=== Dataset entries ===

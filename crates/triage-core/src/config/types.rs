use std::path::PathBuf;

use serde::{Deserialize, Serialize};

#[derive(Debug, Default, Deserialize, Serialize)]
pub struct Config {
    #[serde(default)]
    pub slack: SlackConfig,
    #[serde(default)]
    pub triage: TriageConfig,
    #[serde(default)]
    pub runner: RunnerConfig,
    #[serde(default)]
    pub vault: VaultConfig,
    #[serde(default)]
    pub observability: ObservabilityConfig,
}

fn default_slack_api_base() -> String {
    "https://slack.com/api".into()
}

fn default_token_secret() -> String {
    "TRIAGE_SLACK_BOT_TOKEN".into()
}

fn default_page_limit() -> u32 {
    200
}

#[derive(Debug, Clone, Deserialize, Serialize)]
pub struct SlackConfig {
    #[serde(default = "default_slack_api_base")]
    pub api_base: String,
    /// Secret-store path of the bot token.
    #[serde(default = "default_token_secret")]
    pub token_secret: String,
    #[serde(default = "default_page_limit")]
    pub page_limit: u32,
}

impl Default for SlackConfig {
    fn default() -> Self {
        Self {
            api_base: default_slack_api_base(),
            token_secret: default_token_secret(),
            page_limit: default_page_limit(),
        }
    }
}

fn default_lookback_days() -> i64 {
    -1
}

fn default_ack_labels() -> Vec<String> {
    vec!["eyes".into()]
}

fn default_done_labels() -> Vec<String> {
    vec!["white_check_mark".into()]
}

#[derive(Debug, Clone, Deserialize, Serialize)]
pub struct TriageConfig {
    /// Channel names to monitor; everything else is skipped.
    #[serde(default)]
    pub channels: Vec<String>,
    /// Day offset of the history window, negative means the past.
    #[serde(default = "default_lookback_days")]
    pub lookback_days: i64,
    #[serde(default = "default_ack_labels")]
    pub ack_labels: Vec<String>,
    #[serde(default = "default_done_labels")]
    pub done_labels: Vec<String>,
}

impl TriageConfig {
    #[must_use]
    pub fn is_monitored(&self, channel_name: &str) -> bool {
        self.channels.iter().any(|c| c == channel_name)
    }
}

impl Default for TriageConfig {
    fn default() -> Self {
        Self {
            channels: Vec::new(),
            lookback_days: default_lookback_days(),
            ack_labels: default_ack_labels(),
            done_labels: default_done_labels(),
        }
    }
}

fn default_channel_pause_ms() -> u64 {
    2000
}

#[derive(Debug, Clone, Deserialize, Serialize)]
pub struct RunnerConfig {
    /// Compute and log warnings without posting them.
    #[serde(default)]
    pub dry_run: bool,
    /// Pause after each monitored channel to stay under platform rate limits.
    #[serde(default = "default_channel_pause_ms")]
    pub channel_pause_ms: u64,
}

impl Default for RunnerConfig {
    fn default() -> Self {
        Self {
            dry_run: false,
            channel_pause_ms: default_channel_pause_ms(),
        }
    }
}

#[derive(Debug, Clone, Deserialize, Serialize)]
pub struct VaultConfig {
    /// `env` or `age`.
    #[serde(default = "default_vault_backend")]
    pub backend: String,
    /// age identity file, required by the `age` backend.
    #[serde(default)]
    pub key_path: Option<PathBuf>,
    /// age-encrypted JSON secrets file, required by the `age` backend.
    #[serde(default)]
    pub vault_path: Option<PathBuf>,
}

impl Default for VaultConfig {
    fn default() -> Self {
        Self {
            backend: default_vault_backend(),
            key_path: None,
            vault_path: None,
        }
    }
}

fn default_vault_backend() -> String {
    "env".into()
}

#[derive(Debug, Deserialize, Serialize)]
pub struct ObservabilityConfig {
    #[serde(default)]
    pub exporter: String,
    #[serde(default = "default_otlp_endpoint")]
    pub endpoint: String,
}

fn default_otlp_endpoint() -> String {
    "http://localhost:4317".into()
}

impl Default for ObservabilityConfig {
    fn default() -> Self {
        Self {
            exporter: String::new(),
            endpoint: default_otlp_endpoint(),
        }
    }
}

=== The problem ===
What the task asks for is a word-for-word repeat of the lines above, from the first through the one containing "the bot token.".

=== Result of the exercise ===
filename crates/triage-core/src/config/types.rs
use std::path::PathBuf;

use serde::{Deserialize, Serialize};

#[derive(Debug, Default, Deserialize, Serialize)]
pub struct Config {
    #[serde(default)]
    pub slack: SlackConfig,
    #[serde(default)]
    pub triage: TriageConfig,
    #[serde(default)]
    pub runner: RunnerConfig,
    #[serde(default)]
    pub vault: VaultConfig,
    #[serde(default)]
    pub observability: ObservabilityConfig,
}

fn default_slack_api_base() -> String {
    "https://slack.com/api".into()
}

fn default_token_secret() -> String {
    "TRIAGE_SLACK_BOT_TOKEN".into()
}

fn default_page_limit() -> u32 {
    200
}

#[derive(Debug, Clone, Deserialize, Serialize)]
pub struct SlackConfig {
    #[serde(default = "default_slack_api_base")]
    pub api_base: String,
    /// Secret-store path of the bot token.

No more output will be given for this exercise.